We also witnessed a savage battle between Rupestre and a big male, the mother risking her life to give her young time to scatter and hide. Like lions, male pumas will kill cubs that are not their own.
‘She wasn’t expecting this attack and neither were we,’ said Mary. Bleeding and battered, Rupestre spent the next 36 hours calling in pitiful mews until the last of her babies emerged from hiding.
Although the pumas were content to be filmed, the expedition was far from easy. A long way from any roads, the crew trekked 1,000 miles on foot in winter, with temperatures falling to minus 15c.
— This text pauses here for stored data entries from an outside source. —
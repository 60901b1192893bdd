//! Orchestration for exporting a repository: resolve settings, then run or
//! plan the manifest against the tree on disk.

use std::path::{Path, PathBuf};

use anyhow::{Context, Result, bail};
use tracing::debug;

use crate::core::manifest::{Manifest, canonical_manifest};
use crate::core::types::{PlannedStep, RunSummary};
use crate::engine::Engine;
use crate::io::config::{CONFIG_FILE_NAME, load_config, parse_level};
use crate::io::fs::DiskFs;
use crate::io::manifest_store::load_manifest;
use crate::logging::LogConfig;

/// Command-line overrides applied on top of `pruner.toml`.
#[derive(Debug, Clone, Default)]
pub struct ExportOverrides {
    /// Manifest file, relative to the current directory.
    pub manifest: Option<PathBuf>,
    pub log_level: Option<String>,
}

/// Everything a run needs, resolved from config and overrides.
#[derive(Debug, Clone)]
pub struct ExportSettings {
    pub root: PathBuf,
    pub manifest: Manifest,
    pub log: LogConfig,
}

/// Resolve settings for the repository at `root`.
///
/// Precedence: command-line overrides, then `pruner.toml`, then built-in
/// defaults (canonical manifest, `info` logging).
pub fn resolve_settings(root: &Path, overrides: &ExportOverrides) -> Result<ExportSettings> {
    if !root.is_dir() {
        bail!("repository root {} is not a directory", root.display());
    }
    let config = load_config(&root.join(CONFIG_FILE_NAME))?;

    let level = overrides.log_level.as_deref().unwrap_or(&config.log_level);
    let log = LogConfig::new(parse_level(level)?);

    let manifest_path = match (&overrides.manifest, &config.manifest) {
        (Some(path), _) => Some(path.clone()),
        (None, Some(path)) => Some(root.join(path)),
        (None, None) => None,
    };
    let manifest = match manifest_path {
        Some(path) => {
            debug!(path = %path.display(), "using external manifest");
            load_manifest(&path)?
        }
        None => {
            debug!("using canonical manifest");
            canonical_manifest()
        }
    };

    Ok(ExportSettings {
        root: root.to_path_buf(),
        manifest,
        log,
    })
}

/// Apply the manifest to the tree on disk.
pub fn run_export(settings: &ExportSettings) -> Result<RunSummary> {
    let engine = Engine::new(DiskFs::new(&settings.root), settings.log);
    engine
        .run(&settings.manifest)
        .with_context(|| format!("prune {}", settings.root.display()))
}

/// Describe the run without touching the tree.
pub fn plan_export(settings: &ExportSettings) -> Result<Vec<PlannedStep>> {
    let engine = Engine::new(DiskFs::new(&settings.root), settings.log);
    engine.plan(&settings.manifest)
}

#[cfg(test)]
mod tests {
    use super::*;
    use crate::core::manifest::{RemovalEntry, RemovalGroup};
    use crate::io::manifest_store::write_manifest;
    use crate::test_support::TestTree;
    use tracing::level_filters::LevelFilter;

    #[test]
    fn defaults_to_canonical_manifest() {
        let tree = TestTree::new().expect("tree");
        let settings = resolve_settings(tree.path(), &ExportOverrides::default()).expect("resolve");
        assert_eq!(settings.manifest, canonical_manifest());
        assert_eq!(settings.log, LogConfig::default());
    }

    #[test]
    fn config_manifest_is_relative_to_root() {
        let tree = TestTree::new().expect("tree");
        let manifest = Manifest {
            groups: vec![RemovalGroup::new("scratch", vec![RemovalEntry::tree("scratch")])],
            substitutions: Vec::new(),
        };
        tree.mkdir("release").expect("mkdir");
        write_manifest(&tree.path().join("release/manifest.toml"), &manifest).expect("write");
        tree.write(
            "pruner.toml",
            "log_level = \"debug\"\nmanifest = \"release/manifest.toml\"\n",
        )
        .expect("write config");

        let settings = resolve_settings(tree.path(), &ExportOverrides::default()).expect("resolve");
        assert_eq!(settings.manifest, manifest);
        assert_eq!(settings.log.minimum_level, LevelFilter::DEBUG);
    }

    #[test]
    fn overrides_beat_config() {
        let tree = TestTree::new().expect("tree");
        tree.write("pruner.toml", "log_level = \"debug\"\n").expect("write config");
        let overrides = ExportOverrides {
            manifest: None,
            log_level: Some("warn".to_string()),
        };

        let settings = resolve_settings(tree.path(), &overrides).expect("resolve");
        assert_eq!(settings.log.minimum_level, LevelFilter::WARN);
    }

    #[test]
    fn missing_root_is_rejected() {
        let tree = TestTree::new().expect("tree");
        let err = resolve_settings(&tree.path().join("nope"), &ExportOverrides::default())
            .expect_err("missing root");
        assert!(err.to_string().contains("not a directory"));
    }

    #[test]
    fn run_export_prunes_seeded_repo() {
        let tree = TestTree::new().expect("tree");
        tree.seed_proof_repo().expect("seed");
        let settings = resolve_settings(tree.path(), &ExportOverrides::default()).expect("resolve");

        let summary = run_export(&settings).expect("run");
        assert_eq!(summary.substituted, 1);
        assert_eq!(summary.removed, 9);
        assert_eq!(summary.not_found, 1);
        assert_eq!(tree.read("CMakeLists.txt").expect("read"), "NEW");
        assert!(tree.exists("src/tools/gain_map.hpp"));
        assert!(!tree.exists("src/tools/plotting"));
    }
}
//! Leveled progress logging.
//!
//! Two layers cooperate:
//!
//! - **[`LogConfig`]**: passed to each [`crate::engine::Engine`]. The engine
//!   gates its own events on it, so engines built with different levels do
//!   not interfere with one another (tests rely on this).
//! - **[`init`]**: installs the process-wide `tracing` subscriber once, from
//!   `main`. Output goes to stderr in compact format.

use tracing::Level;
use tracing::level_filters::LevelFilter;
use tracing_subscriber::{EnvFilter, fmt, layer::SubscriberExt, util::SubscriberInitExt};

/// Minimum level an engine emits at.
#[derive(Debug, Clone, Copy, PartialEq, Eq)]
pub struct LogConfig {
    pub minimum_level: LevelFilter,
}

impl Default for LogConfig {
    fn default() -> Self {
        Self {
            minimum_level: LevelFilter::INFO,
        }
    }
}

impl LogConfig {
    pub fn new(minimum_level: LevelFilter) -> Self {
        Self { minimum_level }
    }

    /// Whether events at `level` pass this configuration.
    pub fn enables(&self, level: Level) -> bool {
        self.minimum_level >= level
    }

    /// Apply `RUST_LOG` when it is set and parses; otherwise keep `self`.
    pub fn with_env_override(self) -> Self {
        match std::env::var(EnvFilter::DEFAULT_ENV) {
            Ok(directives) => self.with_directives(&directives),
            Err(_) => self,
        }
    }

    /// Raise or lower the minimum level to the most verbose level enabled by
    /// `directives` (`RUST_LOG` syntax). Unparseable directives are ignored.
    pub fn with_directives(self, directives: &str) -> Self {
        match EnvFilter::try_new(directives) {
            Ok(filter) => match filter.max_level_hint() {
                Some(minimum_level) => Self { minimum_level },
                None => self,
            },
            Err(_) => self,
        }
    }
}

/// Initialize the tracing subscriber.
///
/// `RUST_LOG` takes precedence when set; otherwise `config.minimum_level`
/// applies. Engines should be built from [`LogConfig::with_env_override`] so
/// their own gate agrees with the subscriber.
///
/// # Example
/// ```bash
/// RUST_LOG=pruner=debug pruner --dry-run
/// ```
pub fn init(config: &LogConfig) {
    let filter = EnvFilter::try_from_default_env()
        .unwrap_or_else(|_| EnvFilter::new(config.minimum_level.to_string()));

    tracing_subscriber::registry()
        .with(filter)
        .with(fmt::layer().with_writer(std::io::stderr).compact())
        .init();
}
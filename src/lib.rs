//! Paloma game library crate.
//!
//! Real-time simulation core for a 3D collect-and-survive arcade game:
//! the player steers a pigeon over an open world, eats donuts to stave off
//! hunger, grabs speed rings, and competes with donut-stealing flamingos.
//! Rendering, audio and HUD are external collaborators behind trait seams.

pub mod app;
pub mod asset;
pub mod audio;
pub mod bounds;
pub mod constants;
pub mod error;
pub mod events;
pub mod game;
pub mod helpers;
pub mod hud;
pub mod input;
pub mod render;
pub mod systems;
Tougher still were the hurricane-force winds, up to 100mph. ‘That made it difficult to walk or even see anything,’ Mary told me.
At night, the team took shelter in bivouacs built from steel struts and military-grade canvas. But even these were not always up to the job.
‘One night,’ Mary said, ‘I woke up with the roof lying across my face. The wind had ripped a hole in the tent. But honestly, I was so tired, I didn’t really pay much attention.’
Next time you’re taking snaps of your pet looking impossibly cute, be thankful you’re not trying to do it in a Force 12 wind.
Some people relish those conditions, of course, and Afghan conflict veterans Titch Cormack and his mates in The Speedshop (BBC2) were trying to replicate them for a former Special Forces comrade.
Ex-Royal Marine and Special Boat Service soldier Toby Gutteridge was left paralysed from the neck down when he was shot in the neck during an ambush. With eerie clarity, Toby described the moments after the bullet hit him: ‘It’s not like the movies, no screaming and shouting, it’s just quiet.’
Although he now relies on a portable ventilator, breathing through a hole in his neck, he was desperate to experience the thrill of motorbiking again.
At his Dorset motor workshop, Titch set about converting a bike with a customised sidecar, tailored for Toby.
Blokes like these don’t cry on camera, no matter how emotional the job. Any actual feelings were drowned out by the heavy-duty banter and the hard rock soundtrack.
There was plenty of Special Forces inspiration on show, though. ‘Impossible is nothing,’ growled Titch. ‘No such word as ‘Can’t’,’ agreed Toby.
They would hate to admit it, but this was lump-in-the-throat stuff.